ERIC Number: ED443332
Record Type: RIE
Publication Date: 1991
Reference Count: N/A
Tides and Trends in Higher Education.
This paper examines changes in American higher education, using the metaphor of ocean tides. The tides of change in the 1980s included public demands for assessment and accountability; fairness and credibility in advantages and benefits; improved quality of education; effectiveness and efficiency; assurance that college graduates were personally effective and outstanding participants in society; and improved quality of life. American colleges and universities continually struggled in the undertow of national tides to deal with unexpected shifts in areas such as cultural pluralism; rising costs of higher education; loss of public support for and understanding of education; and changing roles of teachers. Changes in the shorelines of higher education include the aging of the professoriate; aging physical facilities; older, part-time students; pluralistic student populations; declining basic learning skills; and diverse learning habits, motives, and values. The monograph offers the hope that national optimism and confidence in the 21st century will be restored by the flood tides of the 1990s, including the 500th anniversary of the discovery of America; continuing technological and cultural change; international cooperation within a global economy; internationalization of undergraduate curricula; and planning and preparing for the 21st century. (SM)
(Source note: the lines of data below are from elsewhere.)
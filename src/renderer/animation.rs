use std::fmt::{self, Display, Formatter};

use log::{trace, warn};

use crate::asset::animation::AnimationSampler;

use super::node::{group::GroupNode, new_node_id};

#[derive(Debug, Clone, Copy, PartialEq, Eq, Default)]
pub enum PlaybackMode {
    Once,
    #[default]
    Repeat,
    // Forward then backward
    PingPong,
}

impl Display for PlaybackMode {
    fn fmt(&self, f: &mut Formatter<'_>) -> fmt::Result {
        match self {
            PlaybackMode::Once => write!(f, "Once"),
            PlaybackMode::Repeat => write!(f, "Repeat"),
            PlaybackMode::PingPong => write!(f, "Ping-pong"),
        }
    }
}

#[derive(Debug, Clone, Copy, PartialEq, Default)]
pub enum AnimationState {
    #[default]
    Stopped,
    Playing {
        mode: PlaybackMode,
        // Seconds since the clip started
        time: f32,
    },
}

impl AnimationState {
    pub fn play(mode: PlaybackMode) -> Self {
        AnimationState::Playing { mode, time: 0.0 }
    }
}

/// Maps time since start to a position inside a clip of `length` seconds.
/// Returns `None` once a non-repeating clip has run past its end.
pub fn sample_time(mode: PlaybackMode, time: f32, length: f32) -> Option<f32> {
    if length <= 0.0 {
        return match mode {
            PlaybackMode::Once if time > 0.0 => None,
            _ => Some(0.0),
        };
    }
    let time = time.max(0.0);
    match mode {
        PlaybackMode::Once => (time <= length).then_some(time),
        PlaybackMode::Repeat => Some(time % length),
        PlaybackMode::PingPong => {
            let progress = time % (2.0 * length);
            Some(if progress > length {
                2.0 * length - progress
            } else {
                progress
            })
        }
    }
}

#[derive(Debug)]
pub struct AnimationNode {
    id: usize,
    target_node: usize,
    sampler: AnimationSampler,
    length: f32,
}

impl AnimationNode {
    pub fn new(target_node: usize, sampler: AnimationSampler, length: f32) -> Self {
        Self {
            id: new_node_id(),
            target_node,
            sampler,
            length,
        }
    }

    pub fn id(&self) -> usize {
        self.id
    }

    pub fn target_node(&self) -> usize {
        self.target_node
    }

    pub fn length(&self) -> f32 {
        self.length
    }

    pub fn sampler(&self) -> &AnimationSampler {
        &self.sampler
    }

    pub fn update(&self, node_tree: &mut GroupNode, time: f32) {
        let Some(node) = node_tree.find_transform_node_mut(self.target_node) else {
            warn!("Target node to be animated not found: #{}", self.target_node);
            return;
        };

        let mut transform = *node.transform();
        match &self.sampler {
            AnimationSampler::Rotation(keyframes) => match keyframes.sample(time) {
                Some(rotation) => transform.rotation = rotation.normalize(),
                None => return,
            },
            AnimationSampler::Translation(keyframes) => match keyframes.sample(time) {
                Some(translation) => transform.translation = translation,
                None => return,
            },
            AnimationSampler::Scale(keyframes) => match keyframes.sample(time) {
                Some(scale) => transform.scale = scale,
                None => return,
            },
        }
        node.set_transform(transform);
    }
}

/// One clip: channels advanced together by the frame delta.
#[derive(Debug)]
pub struct AnimationGroupNode {
    id: usize,
    nodes: Vec<AnimationNode>,
    length: f32,
    state: AnimationState,
    label: Option<String>,
}

impl AnimationGroupNode {
    pub fn new(nodes: Vec<AnimationNode>, length: f32, label: Option<String>) -> Self {
        Self {
            id: new_node_id(),
            nodes,
            length,
            state: AnimationState::Stopped,
            label,
        }
    }

    pub fn id(&self) -> usize {
        self.id
    }

    pub fn label(&self) -> Option<&str> {
        self.label.as_deref()
    }

    pub fn state(&self) -> &AnimationState {
        &self.state
    }

    pub fn length(&self) -> f32 {
        self.length
    }

    pub fn set_state(&mut self, state: AnimationState) {
        self.state = state;
    }

    pub fn nodes(&self) -> &[AnimationNode] {
        &self.nodes
    }

    /// Moves playback forward by `delta` seconds and poses the target nodes.
    pub fn advance(&mut self, node_tree: &mut GroupNode, delta: f32) {
        let AnimationState::Playing { mode, time } = self.state else {
            return;
        };
        let time = time + delta.max(0.0);
        let sample = match sample_time(mode, time, self.length) {
            Some(sample) => {
                self.state = AnimationState::Playing { mode, time };
                sample
            }
            None => {
                // Leave the clip on its last pose
                self.state = AnimationState::Stopped;
                self.length
            }
        };
        trace!("Animate #{} time: {:#.03}s", self.id, sample);
        self.nodes
            .iter()
            .for_each(|node| node.update(node_tree, sample));
    }
}

#[cfg(test)]
mod test {
    use glam::Vec3;

    use crate::{
        asset::animation::{AnimationKeyFrame, AnimationKeyFrames},
        renderer::node::{transform::TransformNode, RenderNode, RenderNodeItem},
    };

    use super::*;

    #[test]
    fn once_stops_after_length() {
        assert_eq!(sample_time(PlaybackMode::Once, 0.5, 2.0), Some(0.5));
        assert_eq!(sample_time(PlaybackMode::Once, 2.0, 2.0), Some(2.0));
        assert_eq!(sample_time(PlaybackMode::Once, 2.1, 2.0), None);
    }

    #[test]
    fn repeat_wraps_around() {
        let sample = sample_time(PlaybackMode::Repeat, 5.5, 2.0).unwrap();
        assert!((sample - 1.5).abs() < 1e-6);
    }

    #[test]
    fn ping_pong_plays_backward() {
        let forward = sample_time(PlaybackMode::PingPong, 1.5, 2.0).unwrap();
        assert!((forward - 1.5).abs() < 1e-6);
        let backward = sample_time(PlaybackMode::PingPong, 2.5, 2.0).unwrap();
        assert!((backward - 1.5).abs() < 1e-6);
        let again = sample_time(PlaybackMode::PingPong, 4.5, 2.0).unwrap();
        assert!((again - 0.5).abs() < 1e-6);
    }

    #[test]
    fn zero_length_samples_start() {
        assert_eq!(sample_time(PlaybackMode::Repeat, 3.0, 0.0), Some(0.0));
        assert_eq!(sample_time(PlaybackMode::PingPong, 3.0, 0.0), Some(0.0));
        assert_eq!(sample_time(PlaybackMode::Once, 0.0, 0.0), Some(0.0));
        assert_eq!(sample_time(PlaybackMode::Once, 0.1, 0.0), None);
    }

    fn translation_group(target: usize) -> AnimationGroupNode {
        let sampler = AnimationSampler::Translation(AnimationKeyFrames::Linear(vec![
            AnimationKeyFrame {
                time: 0.0,
                value: Vec3::ZERO,
            },
            AnimationKeyFrame {
                time: 1.0,
                value: Vec3::new(10.0, 0.0, 0.0),
            },
        ]));
        AnimationGroupNode::new(
            vec![AnimationNode::new(target, sampler, 1.0)],
            1.0,
            Some("move".to_string()),
        )
    }

    #[test]
    fn advance_poses_target_by_accumulated_delta() {
        let transform = TransformNode::new(RenderNodeItem::Group(Box::default()));
        let target = transform.id();
        let mut root = GroupNode::new(None);
        root.push(RenderNodeItem::Transform(Box::new(transform)));

        let mut group = translation_group(target);
        group.advance(&mut root, 0.5);
        let node = root.find_transform_node_mut(target).unwrap();
        assert_eq!(node.transform().translation, Vec3::ZERO);

        group.set_state(AnimationState::play(PlaybackMode::Repeat));
        group.advance(&mut root, 0.25);
        group.advance(&mut root, 0.25);
        let node = root.find_transform_node_mut(target).unwrap();
        assert!((node.transform().translation.x - 5.0).abs() < 1e-5);
    }

    #[test]
    fn once_ends_on_last_pose() {
        let transform = TransformNode::new(RenderNodeItem::Group(Box::default()));
        let target = transform.id();
        let mut root = GroupNode::new(None);
        root.push(RenderNodeItem::Transform(Box::new(transform)));

        let mut group = translation_group(target);
        group.set_state(AnimationState::play(PlaybackMode::Once));
        group.advance(&mut root, 3.0);
        assert_eq!(*group.state(), AnimationState::Stopped);
        let node = root.find_transform_node_mut(target).unwrap();
        assert!((node.transform().translation.x - 10.0).abs() < 1e-5);
    }
}
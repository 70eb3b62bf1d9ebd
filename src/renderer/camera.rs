use glam::{Mat4, Vec3};

/// Perspective camera looking from `eye` at `target` with +Y up.
#[derive(Debug, Clone, PartialEq)]
pub struct Camera {
    pub eye: Vec3,
    pub target: Vec3,
    // Vertical field of view in degrees
    pub yfov: f32,
    // Follows the surface when unset
    pub aspect: Option<f32>,
    pub znear: f32,
    pub zfar: f32,
}

impl Default for Camera {
    fn default() -> Self {
        Self {
            eye: Vec3::new(100.0, 0.0, 0.0),
            target: Vec3::ZERO,
            yfov: 45.0,
            aspect: None,
            znear: 1.0,
            zfar: 1000.0,
        }
    }
}

impl Camera {
    pub fn projection_matrix(&self, default_aspect: f32) -> Mat4 {
        let aspect = self.aspect.unwrap_or(default_aspect);
        Mat4::perspective_rh(self.yfov.to_radians(), aspect, self.znear, self.zfar)
    }

    pub fn view_matrix(&self) -> Mat4 {
        Mat4::look_at_rh(self.eye, self.target, Vec3::Y)
    }

    pub fn matrix(&self, default_aspect: f32) -> Mat4 {
        self.projection_matrix(default_aspect) * self.view_matrix()
    }

    pub fn distance(&self) -> f32 {
        self.eye.distance(self.target)
    }
}

#[cfg(test)]
mod test {
    use super::*;

    #[test]
    fn target_projects_to_view_center() {
        let camera = Camera::default();
        let clip = camera.matrix(16.0 / 9.0) * camera.target.extend(1.0);
        let ndc = clip.truncate() / clip.w;
        assert!(ndc.x.abs() < 1e-5);
        assert!(ndc.y.abs() < 1e-5);
        assert!(ndc.z > 0.0 && ndc.z < 1.0);
    }

    #[test]
    fn fixed_aspect_overrides_surface_aspect() {
        let camera = Camera {
            aspect: Some(1.0),
            ..Default::default()
        };
        assert_eq!(camera.projection_matrix(2.0), camera.projection_matrix(1.0));
    }

    #[test]
    fn points_beyond_far_plane_are_clipped() {
        let camera = Camera::default();
        let far_point = camera.eye + (camera.target - camera.eye).normalize() * 1001.0;
        let clip = camera.matrix(1.0) * far_point.extend(1.0);
        assert!(clip.z / clip.w > 1.0);
    }
}
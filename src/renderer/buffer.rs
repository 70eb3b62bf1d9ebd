use std::mem::size_of;

use bytemuck::{cast_slice, Pod, Zeroable};
use wgpu::{
    util::{BufferInitDescriptor, DeviceExt},
    vertex_attr_array, Buffer, BufferAddress, BufferUsages, Device, IndexFormat, RenderPass,
    VertexAttribute, VertexBufferLayout, VertexStepMode,
};

pub trait Vertex: Copy + Clone + Pod + Zeroable {
    const ATTRIBS: &[VertexAttribute];

    fn desc<'a>() -> VertexBufferLayout<'a> {
        VertexBufferLayout {
            array_stride: size_of::<Self>() as BufferAddress,
            step_mode: VertexStepMode::Vertex,
            attributes: Self::ATTRIBS,
        }
    }
}

#[repr(C)]
#[derive(Copy, Clone, Debug, Pod, Zeroable)]
pub struct ColorVertex {
    pub position: [f32; 3],
    pub normal: [f32; 3],
    pub color: [f32; 4],
}

impl Vertex for ColorVertex {
    const ATTRIBS: &[VertexAttribute] = &vertex_attr_array![
        0 => Float32x3,
        1 => Float32x3,
        2 => Float32x4
    ];
}

#[repr(C)]
#[derive(Copy, Clone, Debug, Pod, Zeroable)]
pub struct TextureVertex {
    pub position: [f32; 3],
    pub normal: [f32; 3],
    pub color: [f32; 4],
    pub tex_coords: [f32; 2],
}

impl Vertex for TextureVertex {
    const ATTRIBS: &[VertexAttribute] = &vertex_attr_array![
        0 => Float32x3,
        1 => Float32x3,
        2 => Float32x4,
        3 => Float32x2
    ];
}

#[repr(C)]
#[derive(Copy, Clone, Debug, Pod, Zeroable)]
pub struct ColorSkinVertex {
    pub position: [f32; 3],
    pub normal: [f32; 3],
    pub color: [f32; 4],
    pub joint_index: [u16; 4],
    pub joint_weight: [f32; 4],
}

impl Vertex for ColorSkinVertex {
    const ATTRIBS: &[VertexAttribute] = &vertex_attr_array![
        0 => Float32x3,
        1 => Float32x3,
        2 => Float32x4,
        4 => Uint16x4,
        5 => Float32x4
    ];
}

#[repr(C)]
#[derive(Copy, Clone, Debug, Pod, Zeroable)]
pub struct TextureSkinVertex {
    pub position: [f32; 3],
    pub normal: [f32; 3],
    pub color: [f32; 4],
    pub tex_coords: [f32; 2],
    pub joint_index: [u16; 4],
    pub joint_weight: [f32; 4],
}

impl Vertex for TextureSkinVertex {
    const ATTRIBS: &[VertexAttribute] = &vertex_attr_array![
        0 => Float32x3,
        1 => Float32x3,
        2 => Float32x4,
        3 => Float32x2,
        4 => Uint16x4,
        5 => Float32x4
    ];
}

#[derive(Debug)]
pub struct IndexBuffer {
    buffer: Buffer,
    indices: usize,
}

impl IndexBuffer {
    pub fn new(device: &Device, indices: &[u32], label: Option<&str>) -> Self {
        let buffer = device.create_buffer_init(&BufferInitDescriptor {
            label,
            contents: cast_slice(indices),
            usage: BufferUsages::INDEX,
        });
        Self {
            buffer,
            indices: indices.len(),
        }
    }

    pub fn indices(&self) -> usize {
        self.indices
    }
}

#[derive(Debug)]
pub struct VertexBuffer {
    buffer: Buffer,
    vertices: usize,
}

impl VertexBuffer {
    pub fn new<T: Vertex>(device: &Device, vertices: &[T], label: Option<&str>) -> Self {
        let buffer = device.create_buffer_init(&BufferInitDescriptor {
            label,
            contents: cast_slice(vertices),
            usage: BufferUsages::VERTEX,
        });
        Self {
            buffer,
            vertices: vertices.len(),
        }
    }

    pub fn vertices(&self) -> usize {
        self.vertices
    }

    pub fn draw(&self, render_pass: &mut RenderPass, indices: Option<&IndexBuffer>) {
        render_pass.set_vertex_buffer(0, self.buffer.slice(..));
        match indices {
            Some(indices) => {
                render_pass.set_index_buffer(indices.buffer.slice(..), IndexFormat::Uint32);
                render_pass.draw_indexed(0..indices.indices as u32, 0, 0..1);
            }
            None => render_pass.draw(0..self.vertices as u32, 0..1),
        }
    }
}

#[cfg(test)]
mod test {
    use super::*;

    #[test]
    fn vertex_strides_match_attribute_layout() {
        assert_eq!(ColorVertex::desc().array_stride, 40);
        assert_eq!(TextureVertex::desc().array_stride, 48);
        assert_eq!(ColorSkinVertex::desc().array_stride, 64);
        assert_eq!(TextureSkinVertex::desc().array_stride, 72);
    }
}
Descriptors: Accountability, Age Differences, Cultural Pluralism, Diversity (Student), Educational Change, Educational Quality, Educational Trends, Futures (of Society), Higher Education, Public Opinion, Public Support, Science and Society, Teacher Characteristics, Teacher Competencies, Values
Institute of Higher Education, Candler Hall, University of Georgia, Athens, GA 30602; Tel: 404-542-3464.
Publication Type: Opinion Papers; Speeches/Meeting Papers
Education Level: N/A
Authoring Institution: Georgia Univ., Athens. Inst. of Higher Education.
Note: Paper presented at the Annual Fall Conference of the Jackson State University (Mississippi, August 19, 1991).